Intanto le prime partite sono state disputate. Il Criciuma ha pareggiato contro il Cruzeiro mentre il Fluminense ha perso in casa contro l’Atletico-PR.

Modesto Roma contro club cinesi

I club cinesi stanno infiammando la sessione di calcio mercato non solo in Europa ma anche in Brasile. Già da tempo squadre cinesi, russe e arabe movimentano un flusso di calciatori brasiliani che lasciano il loro paese, non più per giocare in Europa, ma in queste mete “esotiche” attratti da contratti milionari e campionati meno impegnativi. Ma se in Italia lo “shopping” dei milionari cinesi viene visto come opportunità, magari di liberarsi di giocatori dall’ingaggio oneroso, vedi Luiz Adriano o Gervinho, in Brasile l’assalto ai giocatori più giovani e promettenti irrita e non poco. Specialmente società come il Santos che i suoi giovani è abituato a crescerli e a venderli alle loro condizioni.

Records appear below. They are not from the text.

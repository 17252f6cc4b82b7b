//! Database and role lifecycle through a superuser connection
//!
//! Every statement runs against the maintenance database, never the target,
//! so `DROP DATABASE` is possible while the target has connections.

use crate::error::DbResult;
use crate::traits::Executor;
use crate::url::{current_os_user, DatabaseUrl};
use std::sync::Arc;
use su_core::sql_utils::{quote_ident, quote_literal};

/// Administers the database and owner role named by a connection URL
pub struct DbAdmin {
    exec: Arc<dyn Executor>,
    target: DatabaseUrl,
    admin_url: String,
}

impl DbAdmin {
    /// Administer the database in `database_url`.
    ///
    /// Without an explicit `admin_url`, connects to the `postgres` database
    /// as the OS user, the default superuser on local installs.
    pub fn new(
        exec: Arc<dyn Executor>,
        database_url: &str,
        admin_url: Option<&str>,
    ) -> DbResult<Self> {
        let target = DatabaseUrl::parse(database_url)?;
        let admin_url = match admin_url {
            Some(url) => url.to_string(),
            None => target.admin_url(&current_os_user()),
        };
        Ok(Self {
            exec,
            target,
            admin_url,
        })
    }

    pub fn database(&self) -> &str {
        &self.target.database
    }

    pub fn user(&self) -> &str {
        &self.target.user
    }

    async fn exists(&self, sql: String) -> DbResult<bool> {
        let output = self.exec.run_sql(&self.admin_url, &sql).await?;
        Ok(output.trim() == "1")
    }

    pub async fn database_exists(&self) -> DbResult<bool> {
        self.exists(format!(
            "SELECT 1 FROM pg_database WHERE datname = {}",
            quote_literal(&self.target.database)
        ))
        .await
    }

    pub async fn user_exists(&self) -> DbResult<bool> {
        self.exists(format!(
            "SELECT 1 FROM pg_roles WHERE rolname = {}",
            quote_literal(&self.target.user)
        ))
        .await
    }

    /// Create the database unless it already exists. Returns whether it was
    /// created.
    pub async fn create_database(&self) -> DbResult<bool> {
        if self.database_exists().await? {
            log::debug!("Database '{}' already exists", self.target.database);
            return Ok(false);
        }
        let sql = format!("CREATE DATABASE {}", quote_ident(&self.target.database));
        self.exec.run_sql(&self.admin_url, &sql).await?;
        Ok(true)
    }

    /// Drop the database, terminating open connections.
    pub async fn drop_database(&self) -> DbResult<()> {
        let sql = format!(
            "DROP DATABASE IF EXISTS {} WITH (FORCE)",
            quote_ident(&self.target.database)
        );
        self.exec.run_sql(&self.admin_url, &sql).await.map(|_| ())
    }

    /// Create the login role unless it already exists. Returns whether it
    /// was created.
    pub async fn create_user(&self) -> DbResult<bool> {
        if self.user_exists().await? {
            log::debug!("Role '{}' already exists", self.target.user);
            return Ok(false);
        }
        let mut sql = format!("CREATE USER {}", quote_ident(&self.target.user));
        if let Some(password) = &self.target.password {
            sql.push_str(&format!(" WITH PASSWORD {}", quote_literal(password)));
        }
        self.exec.run_sql(&self.admin_url, &sql).await?;
        Ok(true)
    }

    /// Grant all privileges on the database to the role and make it owner.
    pub async fn grant_permissions(&self) -> DbResult<()> {
        let database = quote_ident(&self.target.database);
        let user = quote_ident(&self.target.user);
        let statements = [
            format!("GRANT ALL PRIVILEGES ON DATABASE {} TO {}", database, user),
            format!("ALTER DATABASE {} OWNER TO {}", database, user),
        ];
        for sql in &statements {
            self.exec.run_sql(&self.admin_url, sql).await?;
        }
        Ok(())
    }
}

#[cfg(test)]
#[path = "admin_test.rs"]
mod tests;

Per questo il presidente Modesto Roma ha deciso di rivolgersi direttamente alla Fifa denunciando il comportamento scorretto di alcuni club cinesi che praticano un “assedio occulto” sui giocatori ovvero prendono accordi diretti con loro o con i rappresentanti senza passare dal club che ne detiene i diritti e non rispettando quindi le clausole contrattuali.  Un messaggio, quello del presidente del Santos, per tutti ma soprattutto per Vanderlei Luxemburgo, ex tecnico anche del Santos ma che ora allena la squadra del Tianjin Quanjian e che sta facendo pressioni per portare in Cina il talentino Geuvanio.

Il Santos ha quindi divulgato una nota ufficiale in cui dichiara che nonostante le notizie degli ultimi giorni su presunte negoziazioni di giocatori il club non ha ricevuto alcuna proposta ufficiale per la nessuno dei suoi atleti. Nella nota si ricorda che una trattativa o proposta diretta all’atleta vincolato contrattualmente con il Santos violerebbe l’articolo 17.5 del Regolamento FIFA per il trasferimento dei giocatori.

Magno ai tempi del Botafogo

Dieci anni fa Magno – detto “Juruna” per i suoi tratti indigeni – era definito una “joia” una giovane promessa del Botafogo. Il tecnico Cuca l’aveva voluto in prima squadra ma dopo un brillante inizio, come tanti giovani talenti brasiliani, si perse per strada. Oggi lavora come vigilante e gioca il sabato e la domenica nei campetti amatoriali dove guadagna 500 reais a partita. A 28 anni riceve ancora proposte da club professionisti ma lui preferisce la stabilità di un lavoro sicuro.

Nella lista dei convocati del Botafogo che inizia il pre-campionato questa settimana a Domingos Martins (Espirito Santo) 14 dei 30 giocatori provengono dalle giovanili e sono stati appena promossi tra i professionisti. Uno scenario ben differente rispetto al 2007 quando il club carioca contava su pochissimi giovani e tra loro Magno, 18 anni, considerato uno dei principali talenti. Futuro craque come si dice da quelle parti. Magno ebbe un inizio impressionante, fu protagonista nella partita d’esordio nel campionato brasiliano 2006 vinta sulla Juventude al Maracana. Troppo giovane e immaturo,però, non seppe reggere alle pressioni e alle “distrazioni” che l’improvvisa fama gli portò. Dal Botafogo finì in un giro di squadre sempre meno importanti: América-RJ, Macaé e Metropolitano, Santa Helena, Sergipe e Cabofriense prima di ritornare a giocare nel campionato “capixaba” dell’Espirito Santo.

Fu allora, quando un dirigente di una squadra gli offrì un contratto al 50% del valore che decise di abbandonare il calcio professionistico e dedicarsi a quello amatoriale. Iniziò a lavorare come controllore sugli autobus fino a diventare vigilante. Giocando per la squadra amatoriale dell’Ilha Real, a Vilha Velha pochi chilometri da Vitoria, guadagna da 500 reais fino a 1000 a partita. Ogni mese tra partite alla “vàrzea” (in Brasile il nome del campo amatoriale, quelli in pozzolana per esempio) e stipendio guadagna più di quanto gli avevano offerto per giocare in club professionista brasiliano.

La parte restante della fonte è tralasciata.